Finally, let us consider the question of morphological inflection. As other lexical units, proper names are morphologically inflected in many languages. Inflection mechanisms are numerous and heterogeneous, and they can be very difficult to handle when dealing with many languages. Some of the inflected forms found for the surname of the current US president are Obamával (Hungarian), Obamę (Polish) and Obamas (German). In order to avoid the storage of all inflected forms in the database (inefficient and untidy) while keeping the possibility to capture at least a large part of their occurrences in texts, EMM pre-generates the most common inflections for a subset of known name variants or it uses suffix replacement rules during the NER process. This mechanism allows to recognise a majority of name inflections in text and to return the base form for that name. Hence, morphological inflections of entity names are not meant to be part of JRC-Names. However, several of them have erroneously been missed as morphological variants and they have been categorised as variants of known names. This is rather an aesthetic issue because, from a practical point of view, their presence improves the lookup procedure of names in text.
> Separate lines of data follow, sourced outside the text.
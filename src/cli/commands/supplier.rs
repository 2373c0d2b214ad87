//! `stockroom supplier` command - supplier management

use clap::Subcommand;
use console::style;
use miette::{IntoDiagnostic, Result};
use serde::Serialize;

use crate::cli::commands::utils::Session;
use crate::cli::helpers::clean_name;
use crate::cli::table::{print_list, Column, ListTable};
use crate::cli::{GlobalOpts, OutputFormat};
use crate::core::entity::Entity;
use crate::core::identity::EntityId;
use crate::core::{Company, InventoryError};
use crate::entities::Supplier;

#[derive(Subcommand, Debug)]
pub enum SupplierCommands {
    /// Add one supplier per name
    Add(AddArgs),

    /// List suppliers
    List(ListArgs),

    /// Show a supplier with the components it supplies
    Show(ShowArgs),
}

#[derive(clap::Args, Debug)]
pub struct AddArgs {
    /// Supplier names
    #[arg(required = true)]
    pub names: Vec<String>,
}

#[derive(clap::Args, Debug)]
pub struct ListArgs {
    /// Only suppliers whose name contains this text (case-insensitive)
    #[arg(long, short = 's')]
    pub search: Option<String>,

    /// Show count only
    #[arg(long)]
    pub count: bool,
}

#[derive(clap::Args, Debug)]
pub struct ShowArgs {
    /// Supplier ID (e.g. S1)
    pub id: String,
}

const LIST_COLUMNS: [Column; 3] = [
    Column::new("ID", 8),
    Column::new("NAME", 30),
    Column::new("COMPONENTS", 10),
];

pub fn run(cmd: SupplierCommands, global: &GlobalOpts) -> Result<()> {
    match cmd {
        SupplierCommands::Add(args) => run_add(args, global),
        SupplierCommands::List(args) => run_list(args, global),
        SupplierCommands::Show(args) => run_show(args, global),
    }
}

fn run_add(args: AddArgs, global: &GlobalOpts) -> Result<()> {
    let names = args
        .names
        .iter()
        .map(|n| clean_name(n, "supplier"))
        .collect::<Result<Vec<_>>>()?;

    let mut session = Session::open(global)?;
    let mut added = Vec::with_capacity(names.len());
    for name in names {
        added.push(session.mutate(|c| {
            c.add_supplier(name)
                .map(|supplier| (*supplier.id(), supplier.name().to_string()))
        })?);
    }
    session.save()?;

    for (id, name) in &added {
        if session.quiet() {
            println!("{}", id);
        } else {
            println!("{} Created supplier {}", style("✓").green(), style(id).cyan());
            println!("   Name: {}", style(name).yellow());
        }
    }
    Ok(())
}

/// Suppliers whose name matches `search`, in creation order
pub fn filter_suppliers<'a>(company: &'a Company, search: Option<&str>) -> Vec<&'a Supplier> {
    let needle = search.map(str::to_lowercase);
    company
        .suppliers()
        .iter()
        .filter(|s| {
            needle
                .as_deref()
                .map_or(true, |n| s.name().to_lowercase().contains(n))
        })
        .collect()
}

/// Rows for a supplier listing
pub fn supplier_table(suppliers: &[&Supplier]) -> ListTable {
    let mut table = ListTable::new(&LIST_COLUMNS);
    for s in suppliers {
        table.push_row([
            s.id().to_string(),
            s.name().to_string(),
            s.component_relations().len().to_string(),
        ]);
    }
    table
}

fn run_list(args: ListArgs, global: &GlobalOpts) -> Result<()> {
    let session = Session::open(global)?;
    let suppliers = filter_suppliers(session.company(), args.search.as_deref());

    if args.count {
        println!("{}", suppliers.len());
        return Ok(());
    }

    let table = supplier_table(&suppliers);
    print_list(&suppliers, &table, session.format(), "supplier", session.quiet())
}

/// Supplier detail for the structured output formats
#[derive(Debug, Serialize)]
pub struct SupplierDetail<'a> {
    pub id: &'a EntityId,
    pub name: &'a str,
    pub components: Vec<SuppliedComponent<'a>>,
}

#[derive(Debug, Serialize)]
pub struct SuppliedComponent<'a> {
    pub id: &'a EntityId,
    pub name: &'a str,
    pub quantity_supplied_to_date: u64,
}

impl<'a> SupplierDetail<'a> {
    pub fn new(company: &'a Company, supplier: &'a Supplier) -> Self {
        let components = company
            .supplied_components(supplier)
            .map(|(c, r)| SuppliedComponent {
                id: c.id(),
                name: c.name(),
                quantity_supplied_to_date: r.quantity_supplied_to_date(),
            })
            .collect();
        Self {
            id: supplier.id(),
            name: supplier.name(),
            components,
        }
    }
}

fn run_show(args: ShowArgs, global: &GlobalOpts) -> Result<()> {
    let session = Session::open(global)?;
    let company = session.company();
    let supplier = company
        .find_supplier(&args.id)
        .ok_or_else(|| InventoryError::not_found(Supplier::KIND, &args.id))?;
    let detail = SupplierDetail::new(company, supplier);

    match session.format() {
        OutputFormat::Yaml => {
            let yaml = serde_yml::to_string(&detail).into_diagnostic()?;
            print!("{}", yaml);
        }
        OutputFormat::Json => {
            let json = serde_json::to_string_pretty(&detail).into_diagnostic()?;
            println!("{}", json);
        }
        OutputFormat::Id => {
            println!("{}", detail.id);
        }
        _ => {
            println!("{}", style("─".repeat(60)).dim());
            println!("{}: {}", style("ID").bold(), style(detail.id).cyan());
            println!("{}: {}", style("Name").bold(), style(detail.name).yellow());
            println!("{}", style("─".repeat(60)).dim());

            println!();
            if detail.components.is_empty() {
                println!("{}: none", style("Components supplied").bold());
            } else {
                println!(
                    "{} ({}):",
                    style("Components supplied").bold(),
                    detail.components.len()
                );
                for c in &detail.components {
                    println!(
                        "  • {}, {} - {} supplied to date",
                        c.name,
                        style(c.id).cyan(),
                        c.quantity_supplied_to_date
                    );
                }
            }
        }
    }
    Ok(())
}

#[cfg(test)]
mod tests {
    use super::*;

    #[test]
    fn test_detail_follows_association_order() {
        let mut company = Company::new();
        company.add_component("Bolt").unwrap();
        company.add_component("Nut").unwrap();
        company.add_supplier("Acme").unwrap();
        company.associate("C2", "S1").unwrap();
        company.associate("C1", "S1").unwrap();

        let supplier = company.find_supplier("S1").unwrap();
        let detail = SupplierDetail::new(&company, supplier);
        let names: Vec<&str> = detail.components.iter().map(|c| c.name).collect();
        assert_eq!(names, vec!["Nut", "Bolt"]);
        assert!(detail.components.iter().all(|c| c.quantity_supplied_to_date == 0));
    }

    #[test]
    fn test_filter_and_table() {
        let mut company = Company::new();
        company.add_supplier("Acme Fasteners").unwrap();
        company.add_supplier("Globex").unwrap();
        company.add_supplier("acme tooling").unwrap();

        let found = filter_suppliers(&company, Some("Acme"));
        let table = supplier_table(&found);
        assert_eq!(table.ids().collect::<Vec<_>>(), vec!["S1", "S3"]);
        assert_eq!(filter_suppliers(&company, None).len(), 3);
    }
}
Since 2004, the software has identified about 1.75 million different person and about 10,000 organisation names. In addition to these ‘canonical’ name forms, it contains about 390,000 additional lexical variants. The database grows by about 700 name forms (new names or variants of known names) per week.
Resource quality
The JRC’s software recognises entities in annotated gold standard NER corpora with an average Precision of 92.13% and a Recall of 50.33% for the nine languages De, En, Es, Hu, It, Nl, Pt, Ro and Tr. Precision is highest for English (96.83%) and lowest for Portuguese (83.41%). Recall is highest for Hungarian (73.89%) and lowest for Turkish (31.70%). The evaluation values of the real-life NER system are actually better than that because of the specific settings of JR’s system, which are geared towards (a) recognising each name at least once in a whole cluster of related news and (b) grounding each name to a real-life entity.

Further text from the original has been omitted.